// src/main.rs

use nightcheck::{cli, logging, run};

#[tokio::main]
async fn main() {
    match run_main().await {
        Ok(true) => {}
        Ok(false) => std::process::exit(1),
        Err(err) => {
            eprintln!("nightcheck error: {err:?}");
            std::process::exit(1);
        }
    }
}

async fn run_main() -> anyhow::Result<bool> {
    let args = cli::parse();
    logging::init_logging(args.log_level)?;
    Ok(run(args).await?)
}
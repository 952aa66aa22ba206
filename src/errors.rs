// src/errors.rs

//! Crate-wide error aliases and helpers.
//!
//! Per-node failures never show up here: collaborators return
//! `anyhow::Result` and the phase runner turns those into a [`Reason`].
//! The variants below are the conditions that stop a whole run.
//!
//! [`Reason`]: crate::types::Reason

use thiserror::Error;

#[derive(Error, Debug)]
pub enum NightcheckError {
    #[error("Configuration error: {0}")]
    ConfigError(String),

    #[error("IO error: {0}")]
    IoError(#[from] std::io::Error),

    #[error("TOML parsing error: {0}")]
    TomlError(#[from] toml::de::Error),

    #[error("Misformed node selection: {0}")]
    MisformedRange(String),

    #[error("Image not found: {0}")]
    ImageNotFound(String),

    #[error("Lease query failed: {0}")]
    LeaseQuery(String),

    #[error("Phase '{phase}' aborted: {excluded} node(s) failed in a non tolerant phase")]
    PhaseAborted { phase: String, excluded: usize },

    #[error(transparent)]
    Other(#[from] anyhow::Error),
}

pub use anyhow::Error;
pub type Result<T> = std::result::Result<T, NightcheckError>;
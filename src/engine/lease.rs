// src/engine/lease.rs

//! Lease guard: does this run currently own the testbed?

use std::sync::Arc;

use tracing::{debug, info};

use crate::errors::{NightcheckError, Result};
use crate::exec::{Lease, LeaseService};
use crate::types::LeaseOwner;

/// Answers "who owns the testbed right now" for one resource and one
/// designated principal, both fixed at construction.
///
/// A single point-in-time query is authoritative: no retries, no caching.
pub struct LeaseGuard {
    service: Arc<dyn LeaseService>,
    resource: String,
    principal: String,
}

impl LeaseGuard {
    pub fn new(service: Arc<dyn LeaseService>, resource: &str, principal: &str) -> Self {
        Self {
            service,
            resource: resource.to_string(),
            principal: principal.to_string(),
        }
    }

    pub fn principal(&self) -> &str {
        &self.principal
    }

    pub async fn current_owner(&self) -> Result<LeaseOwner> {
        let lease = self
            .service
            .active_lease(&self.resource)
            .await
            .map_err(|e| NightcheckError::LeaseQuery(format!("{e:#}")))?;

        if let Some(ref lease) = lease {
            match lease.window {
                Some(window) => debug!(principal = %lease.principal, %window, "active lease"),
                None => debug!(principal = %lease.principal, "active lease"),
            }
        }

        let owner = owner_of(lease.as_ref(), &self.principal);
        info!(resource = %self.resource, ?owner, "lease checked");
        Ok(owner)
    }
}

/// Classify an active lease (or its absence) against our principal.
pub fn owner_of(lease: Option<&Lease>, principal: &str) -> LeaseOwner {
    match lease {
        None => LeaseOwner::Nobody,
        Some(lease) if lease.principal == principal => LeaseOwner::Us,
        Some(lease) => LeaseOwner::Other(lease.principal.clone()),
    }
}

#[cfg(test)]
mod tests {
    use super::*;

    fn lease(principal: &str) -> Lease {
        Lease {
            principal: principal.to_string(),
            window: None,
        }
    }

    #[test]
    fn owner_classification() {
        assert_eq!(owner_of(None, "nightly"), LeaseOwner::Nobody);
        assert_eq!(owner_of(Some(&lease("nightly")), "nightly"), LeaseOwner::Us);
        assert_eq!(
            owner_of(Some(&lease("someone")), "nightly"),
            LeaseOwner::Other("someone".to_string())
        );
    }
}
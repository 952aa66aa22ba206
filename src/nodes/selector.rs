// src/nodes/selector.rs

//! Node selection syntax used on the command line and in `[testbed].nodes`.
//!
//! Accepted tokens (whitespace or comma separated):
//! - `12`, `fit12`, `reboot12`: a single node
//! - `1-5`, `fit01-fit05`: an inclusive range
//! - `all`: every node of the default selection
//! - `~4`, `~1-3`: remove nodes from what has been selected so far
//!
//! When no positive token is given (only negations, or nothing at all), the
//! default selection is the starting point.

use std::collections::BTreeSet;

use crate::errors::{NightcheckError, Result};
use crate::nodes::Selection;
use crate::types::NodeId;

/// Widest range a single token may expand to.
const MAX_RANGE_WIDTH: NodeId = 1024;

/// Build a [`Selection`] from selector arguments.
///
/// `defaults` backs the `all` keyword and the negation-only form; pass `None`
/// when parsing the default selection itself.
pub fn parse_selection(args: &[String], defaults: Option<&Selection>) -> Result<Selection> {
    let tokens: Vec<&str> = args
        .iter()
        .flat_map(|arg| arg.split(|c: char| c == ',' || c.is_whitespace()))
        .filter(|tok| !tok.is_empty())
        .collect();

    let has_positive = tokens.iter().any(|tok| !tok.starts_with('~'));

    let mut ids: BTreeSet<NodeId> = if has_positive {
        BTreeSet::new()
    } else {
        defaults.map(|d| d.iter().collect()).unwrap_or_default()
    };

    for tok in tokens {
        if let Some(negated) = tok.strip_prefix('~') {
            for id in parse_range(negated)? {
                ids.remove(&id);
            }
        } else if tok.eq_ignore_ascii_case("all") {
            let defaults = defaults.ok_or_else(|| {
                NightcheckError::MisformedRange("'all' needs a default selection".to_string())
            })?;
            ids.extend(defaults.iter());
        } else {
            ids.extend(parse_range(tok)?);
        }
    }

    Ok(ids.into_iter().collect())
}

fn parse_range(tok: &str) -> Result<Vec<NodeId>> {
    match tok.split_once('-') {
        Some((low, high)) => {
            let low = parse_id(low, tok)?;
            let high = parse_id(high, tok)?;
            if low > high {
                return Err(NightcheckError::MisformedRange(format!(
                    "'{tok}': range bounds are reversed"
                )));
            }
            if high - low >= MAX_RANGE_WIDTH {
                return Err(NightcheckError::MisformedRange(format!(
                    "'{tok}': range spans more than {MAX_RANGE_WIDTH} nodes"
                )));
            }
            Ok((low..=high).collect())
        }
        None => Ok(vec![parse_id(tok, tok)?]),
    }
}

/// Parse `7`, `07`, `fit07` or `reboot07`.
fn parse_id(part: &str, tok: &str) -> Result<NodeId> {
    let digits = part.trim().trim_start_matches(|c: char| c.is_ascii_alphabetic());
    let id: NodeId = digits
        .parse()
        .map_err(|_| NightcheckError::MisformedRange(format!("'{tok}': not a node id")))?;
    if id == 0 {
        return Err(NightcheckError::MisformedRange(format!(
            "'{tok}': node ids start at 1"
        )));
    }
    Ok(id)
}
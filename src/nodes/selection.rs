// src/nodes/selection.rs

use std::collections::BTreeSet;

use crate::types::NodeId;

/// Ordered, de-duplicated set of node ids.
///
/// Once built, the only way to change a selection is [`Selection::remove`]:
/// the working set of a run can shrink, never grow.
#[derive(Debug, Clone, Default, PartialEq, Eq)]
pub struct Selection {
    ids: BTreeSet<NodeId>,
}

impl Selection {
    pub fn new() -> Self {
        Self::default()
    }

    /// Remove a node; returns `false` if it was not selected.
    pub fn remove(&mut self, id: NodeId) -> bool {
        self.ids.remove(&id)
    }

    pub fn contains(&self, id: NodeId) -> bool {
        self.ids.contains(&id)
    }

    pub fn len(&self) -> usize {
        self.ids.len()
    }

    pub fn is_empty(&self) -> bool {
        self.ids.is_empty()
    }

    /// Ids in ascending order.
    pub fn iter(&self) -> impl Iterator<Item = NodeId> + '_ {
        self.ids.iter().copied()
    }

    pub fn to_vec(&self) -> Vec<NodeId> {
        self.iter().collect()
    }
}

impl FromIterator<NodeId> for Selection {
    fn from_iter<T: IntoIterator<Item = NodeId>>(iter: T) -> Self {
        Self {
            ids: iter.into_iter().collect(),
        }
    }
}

Directions for this task
Go line by line through the records and copy those that contain the word "contains".

Response area
    pub fn contains(&self, id: NodeId) -> bool {
        self.ids.contains(&id)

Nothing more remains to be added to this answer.